BACKGROUND: Surgery for symptomatic hemorrhoids is needed in almost 10% of the patients. Although, literature about the surgical management of hemorrhoidal disease is vast, data concerning hemorrhoidectomy or hemorrhoidopexy performed by training residents is limited. AIM: To analyze the results of these procedures in a teaching institution. METHODS: Data from all patients who underwent surgical treatment for hemorrhoids from 1995 to 2007 in a single institution were retrospectively analyzed. Residents supervised by assisting doctors performed all procedures.

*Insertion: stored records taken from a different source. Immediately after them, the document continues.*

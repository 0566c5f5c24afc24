use std::sync::Arc;

use crate::board::Blackboard;
use crate::core::{SupervisorConfig, supervisor::Supervisor};
use crate::subscribers::Subscribe;

/// Builder for a [`Supervisor`] bound to a blackboard.
pub struct SupervisorBuilder {
    board: Arc<Blackboard>,
    cfg: SupervisorConfig,
    subscribers: Vec<Arc<dyn Subscribe>>,
}

impl SupervisorBuilder {
    /// Creates a builder for a supervisor whose producers write into `board`.
    pub fn new(board: Arc<Blackboard>, cfg: SupervisorConfig) -> Self {
        Self {
            board,
            cfg,
            subscribers: Vec::new(),
        }
    }

    /// Sets lifecycle event subscribers.
    ///
    /// Each gets a dedicated worker and bounded queue once `start_all` runs.
    pub fn with_subscribers(mut self, subscribers: Vec<Arc<dyn Subscribe>>) -> Self {
        self.subscribers = subscribers;
        self
    }

    /// Builds the supervisor. Needs no runtime; nothing is spawned until `start_all`.
    pub fn build(self) -> Arc<Supervisor> {
        Arc::new(Supervisor::new_internal(
            self.board,
            self.cfg,
            self.subscribers,
        ))
    }
}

Techniques were compared based on operative time, hospital stay, morbidity, and long-term efficacy. RESULTS: Three hundred thirty three patients were included in the study, 182 males (54.6%), with a mean age of 45.3 years (± 12.02). Third degree hemorrhoids were the main indication (81.7%). Milligan-Morgan was the most commonly performed procedure (57%), followed by Ferguson and stapled hemorrhoidopexy. Mean operative time was significantly lower in the stapled hemorrhoidopexy group when compared to the open and closed procedures: 49,4 ± 29.3 min vs. 61.1 ± 26.5 and 67.1 ± 28.3, respectively (p=0.0034). There was no statistically significant difference among the groups regarding postoperative complications or reoperation rate. Length of stay was significantly higher in the Milligan-Morgan group when compared to Ferguson and stapled hemorrhoidopexy (1.41 ± 0.86 days vs. 1.19 ± 0.43 vs. 1.16 ± 0.37 respectively). Symptomatic recurrence, reoperation rates and band ligation usage were similar among groups. CONCLUSION: Residents under supervision can perform Milligan-Morgan, Ferguson and stapled hemorrhoidopexy with low incidence of complications and good long-term results. Stapled hemorrhoidopexy technique was associated with a shorter operative time, while Milligan-Morgan correlated with a longer length of stay.